I also have plans afoot in some local bookshops if possible before Christmas but some in the new year.
I also plan to visit cities across the UK one a month to do signing events in as many places as I can: Bath, Bangor, Brighton, Manchester, Liverpool, Nottingham etc! 
And all being well will be in LA in February/March for black history month in the US (which is February, it is October here so the book was launched at the right time!)

 
Are you working on any more interesting writing projects?

I am working in a collaborative writing project with Canvey Writers that we hope to publish next spring, a charity book for Young Minds.
I have a new novel out on submission and I am planning a domestic literary thriller that I will start writing in the new year!

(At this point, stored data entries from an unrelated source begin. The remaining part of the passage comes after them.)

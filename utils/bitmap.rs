//! Simple bitmap implementation
//!
//! Fixed-size bitmap used to track interrupt ownership, pending and
//! enabled sources. Sized in bits at compile time, stored inline.

use crate::config::CLIC_MAX_INTERRUPTS;

const WORD_BITS: usize = u64::BITS as usize;

/// Number of words needed by a bitmap covering every CLIC source
pub const IRQ_BITMAP_WORDS: usize = CLIC_MAX_INTERRUPTS / WORD_BITS;

/// Bitmap covering `WORDS * 64` bits
#[derive(Clone, PartialEq, Eq)]
pub struct Bitmap<const WORDS: usize> {
    words: [u64; WORDS],
}

/// Bitmap large enough for every CLIC source
pub type IrqBitmap = Bitmap<IRQ_BITMAP_WORDS>;

impl<const WORDS: usize> Bitmap<WORDS> {
    /// Create an empty bitmap
    pub const fn new() -> Self {
        Self { words: [0; WORDS] }
    }

    /// Get the number of bits
    pub const fn bits(&self) -> usize {
        WORDS * WORD_BITS
    }

    /// Test if a bit is set. Out-of-range indices read as clear.
    pub fn get(&self, index: usize) -> bool {
        if index >= self.bits() {
            return false;
        }
        (self.words[index / WORD_BITS] >> (index % WORD_BITS)) & 1 == 1
    }

    /// Set or clear a bit. Returns `false` if `index` is out of range.
    pub fn set(&mut self, index: usize, value: bool) -> bool {
        if index >= self.bits() {
            return false;
        }
        let word = &mut self.words[index / WORD_BITS];
        let mask = 1u64 << (index % WORD_BITS);
        if value {
            *word |= mask;
        } else {
            *word &= !mask;
        }
        true
    }

    /// Iterate over the indices of set bits, in ascending order
    pub fn iter_set(&self) -> impl Iterator<Item = usize> + '_ {
        (0..self.bits()).filter(move |&i| self.get(i))
    }

    /// Check if no bit is set
    pub fn is_empty(&self) -> bool {
        self.words.iter().all(|w| *w == 0)
    }
}

impl<const WORDS: usize> Default for Bitmap<WORDS> {
    fn default() -> Self {
        Self::new()
    }
}

impl<const WORDS: usize> core::fmt::Debug for Bitmap<WORDS> {
    fn fmt(&self, f: &mut core::fmt::Formatter<'_>) -> core::fmt::Result {
        f.debug_set().entries(self.iter_set()).finish()
    }
}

I want to say a massive thanks to you, Gill, for being an instrumental part of my writing career, which all started with this novel back in 2007 when we first met. For giving me my first publishing break with my short story Jigsaw in 2008 and encouraging me to do my MA and work as an editor and at one time a marketing asssistant at Bridge House to learn the ropes. This novel, for me, is the most special one and the fact it was Walela, your press, who finally published it feels so right. What an honour. Thank you doesn't seem enough. And thanks of course to my lovely agent Camilla Shestopal for not giving up on me! Let's hope this is the beginning of something special with my novels. How do you measure success? For me it's knowing these stories that come from the heart live in other people's hearts, especially the characters. Then I will have done my job.